Table 1.  Date of feeding trial initiation and diet composition to validation DNA metabarcoding of fecal samples for predicting plant species composition of cattle diets.

Start Date

Fed Diet


1st – C3 Grass Uniform (ad libitum)


2nd  – C4 Grass Uniform (ad libitum)


3rd – C3 + C4 + Legume (metabolic weight based ration)


4th – C3 + C4 + Legume + Minor Component of Sagebrush leaves (metabolic weight based ration)


5th – Legume + Minor components of Agropyron cristatum + Pascopyrum smithii + Bouteloua gracilis (metabolic weight based ration)

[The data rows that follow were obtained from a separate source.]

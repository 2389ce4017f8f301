//! Multipath transport abstraction.
//!
//! The core never touches sockets: it emits frames and consumes frames, and
//! everything underneath is whatever implements [`MultipathTransport`]: a
//! real QUIC/UDP stack in production, or the in-memory double below in
//! tests. One frame maps to exactly one transport payload.

use std::collections::{BTreeMap, VecDeque};
use std::io;
use std::net::SocketAddr;

use tracing::{debug, info};

/// Events a transport reports about a path.
#[derive(Debug, Clone, Copy, PartialEq, Eq)]
pub enum PathEvent {
    /// Path became usable.
    Up,
    /// Path went down.
    Down,
    /// Fresh RTT measurement in milliseconds.
    RttUpdate(u32),
    /// The given packet number was declared lost.
    LossReport(u64),
}

/// Callback invoked with `(path_id, payload)` for every received datagram.
pub type ReceiveCallback = Box<dyn FnMut(u32, &[u8]) + Send>;

/// Callback invoked with `(path_id, event)` for path lifecycle events.
pub type PathEventCallback = Box<dyn FnMut(u32, PathEvent) + Send>;

/// Capability the host supplies to move frames over concurrent paths.
pub trait MultipathTransport {
    /// Send one payload on one path. Returns the number of bytes written;
    /// 0 means the transport dropped the payload.
    fn send(&mut self, path_id: u32, payload: &[u8]) -> usize;

    /// Open a new path between the given endpoints.
    fn add_path(&mut self, local: SocketAddr, remote: SocketAddr) -> io::Result<u32>;

    /// Tear down a path.
    fn remove_path(&mut self, path_id: u32);

    /// Install the receive hook.
    fn set_receive_callback(&mut self, callback: ReceiveCallback);

    /// Install the path-event hook.
    fn set_path_event_callback(&mut self, callback: PathEventCallback);
}

#[derive(Debug)]
struct MemoryPath {
    queue: VecDeque<Vec<u8>>,
    sent: u64,
    dropped: u64,
    /// Drop every Nth payload; 0 disables the pattern.
    drop_every_n: u64,
    /// Random drop probability, percent.
    loss_percent: u8,
    up: bool,
}

impl MemoryPath {
    fn new() -> Self {
        Self {
            queue: VecDeque::new(),
            sent: 0,
            dropped: 0,
            drop_every_n: 0,
            loss_percent: 0,
            up: true,
        }
    }

    /// Deterministic drop decision: pattern loss plus a multiplicative-hash
    /// "random" roll seeded by the send counter, so runs are reproducible.
    fn should_drop(&self, counter: u64) -> bool {
        if self.drop_every_n > 0 && counter % self.drop_every_n == 0 {
            return true;
        }
        if self.loss_percent > 0 {
            let hash = counter.wrapping_mul(0x9E37_79B9_7F4A_7C15);
            let roll = ((hash >> 56) as u8) % 100;
            if roll < self.loss_percent {
                return true;
            }
        }
        false
    }
}

/// In-memory loopback transport for tests and demos.
///
/// Sent payloads queue per path until [`deliver_pending`](Self::deliver_pending)
/// pumps them into the receive callback, so tests control delivery order and
/// timing. Loss is injected per path, deterministically.
#[derive(Default)]
pub struct MemoryTransport {
    paths: BTreeMap<u32, MemoryPath>,
    next_path_id: u32,
    receive_callback: Option<ReceiveCallback>,
    event_callback: Option<PathEventCallback>,
}

impl MemoryTransport {
    pub fn new() -> Self {
        Self::default()
    }

    /// Configure deterministic pattern loss on a path: drop every Nth
    /// payload (1-based; 0 disables).
    pub fn set_drop_pattern(&mut self, path_id: u32, drop_every_n: u64) {
        if let Some(path) = self.paths.get_mut(&path_id) {
            path.drop_every_n = drop_every_n;
        }
    }

    /// Configure hash-driven random loss on a path, in percent.
    pub fn set_loss_percent(&mut self, path_id: u32, percent: u8) {
        if let Some(path) = self.paths.get_mut(&path_id) {
            path.loss_percent = percent.min(100);
        }
    }

    /// Mark a path up or down and notify the event callback.
    pub fn set_path_up(&mut self, path_id: u32, up: bool) {
        if let Some(path) = self.paths.get_mut(&path_id) {
            path.up = up;
            if let Some(callback) = self.event_callback.as_mut() {
                callback(path_id, if up { PathEvent::Up } else { PathEvent::Down });
            }
        }
    }

    /// Inject a path event (RTT update, loss report) as a real transport
    /// would.
    pub fn inject_event(&mut self, path_id: u32, event: PathEvent) {
        if let Some(callback) = self.event_callback.as_mut() {
            callback(path_id, event);
        }
    }

    /// Deliver every queued payload to the receive callback, path by path
    /// in ascending id order. Returns the number delivered.
    pub fn deliver_pending(&mut self) -> usize {
        let Some(callback) = self.receive_callback.as_mut() else {
            return 0;
        };
        let mut delivered = 0;
        for (&path_id, path) in self.paths.iter_mut() {
            while let Some(payload) = path.queue.pop_front() {
                callback(path_id, &payload);
                delivered += 1;
            }
        }
        delivered
    }

    /// Payloads sent on a path (including dropped ones).
    pub fn sent_count(&self, path_id: u32) -> u64 {
        self.paths.get(&path_id).map_or(0, |p| p.sent)
    }

    /// Payloads dropped on a path by injected loss.
    pub fn dropped_count(&self, path_id: u32) -> u64 {
        self.paths.get(&path_id).map_or(0, |p| p.dropped)
    }
}

impl MultipathTransport for MemoryTransport {
    fn send(&mut self, path_id: u32, payload: &[u8]) -> usize {
        let Some(path) = self.paths.get_mut(&path_id) else {
            return 0;
        };
        if !path.up {
            return 0;
        }
        let counter = path.sent;
        path.sent += 1;
        if path.should_drop(counter) {
            path.dropped += 1;
            debug!(path_id, counter, "memory transport dropped payload");
            return 0;
        }
        path.queue.push_back(payload.to_vec());
        payload.len()
    }

    fn add_path(&mut self, _local: SocketAddr, _remote: SocketAddr) -> io::Result<u32> {
        let path_id = self.next_path_id;
        self.next_path_id += 1;
        self.paths.insert(path_id, MemoryPath::new());
        info!(path_id, "memory transport path added");
        Ok(path_id)
    }

    fn remove_path(&mut self, path_id: u32) {
        self.paths.remove(&path_id);
    }

    fn set_receive_callback(&mut self, callback: ReceiveCallback) {
        self.receive_callback = Some(callback);
    }

    fn set_path_event_callback(&mut self, callback: PathEventCallback) {
        self.event_callback = Some(callback);
    }
}

#[cfg(test)]
mod tests {
    use super::*;
    use std::sync::{Arc, Mutex};

    fn addr(port: u16) -> SocketAddr {
        format!("127.0.0.1:{port}").parse().unwrap()
    }

    #[test]
    fn test_send_and_deliver() {
        let mut transport = MemoryTransport::new();
        let p0 = transport.add_path(addr(1000), addr(2000)).unwrap();
        let p1 = transport.add_path(addr(1001), addr(2001)).unwrap();
        assert_ne!(p0, p1);

        let received: Arc<Mutex<Vec<(u32, Vec<u8>)>>> = Arc::default();
        let sink = Arc::clone(&received);
        transport.set_receive_callback(Box::new(move |path_id, payload| {
            sink.lock().unwrap().push((path_id, payload.to_vec()));
        }));

        assert_eq!(transport.send(p0, b"alpha"), 5);
        assert_eq!(transport.send(p1, b"beta"), 4);
        assert_eq!(transport.send(42, b"nope"), 0);

        assert_eq!(transport.deliver_pending(), 2);
        let received = received.lock().unwrap();
        assert_eq!(received[0], (p0, b"alpha".to_vec()));
        assert_eq!(received[1], (p1, b"beta".to_vec()));
    }

    #[test]
    fn test_pattern_loss_drops_every_nth() {
        let mut transport = MemoryTransport::new();
        let p0 = transport.add_path(addr(1), addr(2)).unwrap();
        transport.set_drop_pattern(p0, 3);

        for i in 0..9u8 {
            transport.send(p0, &[i]);
        }
        // Counters 0, 3, 6 dropped.
        assert_eq!(transport.dropped_count(p0), 3);
        assert_eq!(transport.sent_count(p0), 9);
    }

    #[test]
    fn test_down_path_drops_everything() {
        let mut transport = MemoryTransport::new();
        let p0 = transport.add_path(addr(1), addr(2)).unwrap();

        let events: Arc<Mutex<Vec<(u32, PathEvent)>>> = Arc::default();
        let sink = Arc::clone(&events);
        transport.set_path_event_callback(Box::new(move |path_id, event| {
            sink.lock().unwrap().push((path_id, event));
        }));

        transport.set_path_up(p0, false);
        assert_eq!(transport.send(p0, b"lost"), 0);
        transport.set_path_up(p0, true);
        assert_eq!(transport.send(p0, b"ok"), 2);

        let events = events.lock().unwrap();
        assert_eq!(events.as_slice(), &[(p0, PathEvent::Down), (p0, PathEvent::Up)]);
    }

    #[test]
    fn test_event_injection() {
        let mut transport = MemoryTransport::new();
        let p0 = transport.add_path(addr(1), addr(2)).unwrap();

        let events: Arc<Mutex<Vec<PathEvent>>> = Arc::default();
        let sink = Arc::clone(&events);
        transport.set_path_event_callback(Box::new(move |_, event| {
            sink.lock().unwrap().push(event);
        }));

        transport.inject_event(p0, PathEvent::RttUpdate(42));
        transport.inject_event(p0, PathEvent::LossReport(7));
        assert_eq!(
            events.lock().unwrap().as_slice(),
            &[PathEvent::RttUpdate(42), PathEvent::LossReport(7)]
        );
    }
}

6th – Legume Uniform (ab libitum)




Research results and discussion:

Ranchers Outreach

We conducted a PCA and CCA on the dataset obtained for all ranches across the state of Wyoming and portions of Nebraska; however, results were unclear and did not explain the variation in the dataset at a satisfactory level. Thus our results are inconclusive at this point in time.

Feed Trial

Our results indicate that this technology does a decent job of detecting major components in the diet; however, minor components are not as easily or accurately detected. Within every dataset over 2000 individual OTUs (representing a suite of species with a 97% base pair matching of the targeted gene sequence) were found. However, in some diets only a few individual plant species were fed. Thus it is important to discard extraneous OTUs at the tail end of the dataset to avoid identifying minor components that are not actually part of the diet. For our purposes, the top 100 OTUs were identified and used for analysis.


Participation Summary
33 Producers participating in research

Research Outcomes

No research outcomes

Education and Outreach

5 Consultations
4 Other educational activities: Preparing kits, talking to interested ranchers, lining out individual questions via email, in person or over the phone, processing samples, etc.
Some ranchers have expressed interest in a webinar or workshop discussing how the methodology works so we are hoping to do this in the future.

Participation Summary:

27 Farmers participated
6 Ag professionals participated
Education and outreach methods and analyses:

Thus far, most of our outreach has been via email or during small workshops put on by other organizations. We are hoping to conduct a workshop/presentation of how this technology works in the near future. I have discussed the methodology at 2 range workshops. We have sent most individual operations their results. Interestingly, some areas are detecting invasive species in cattle diet that were not thought to be widespread in the areas sampled (although the species was known to be in the county). There is potential that this technology may be used to help detect the presence of invasive species and allow for early containment of said species. 

Any opinions, findings, conclusions, or recommendations expressed in this publication are those of the author(s) and do not necessarily reflect the view of the U.S. Department of Agriculture or SARE.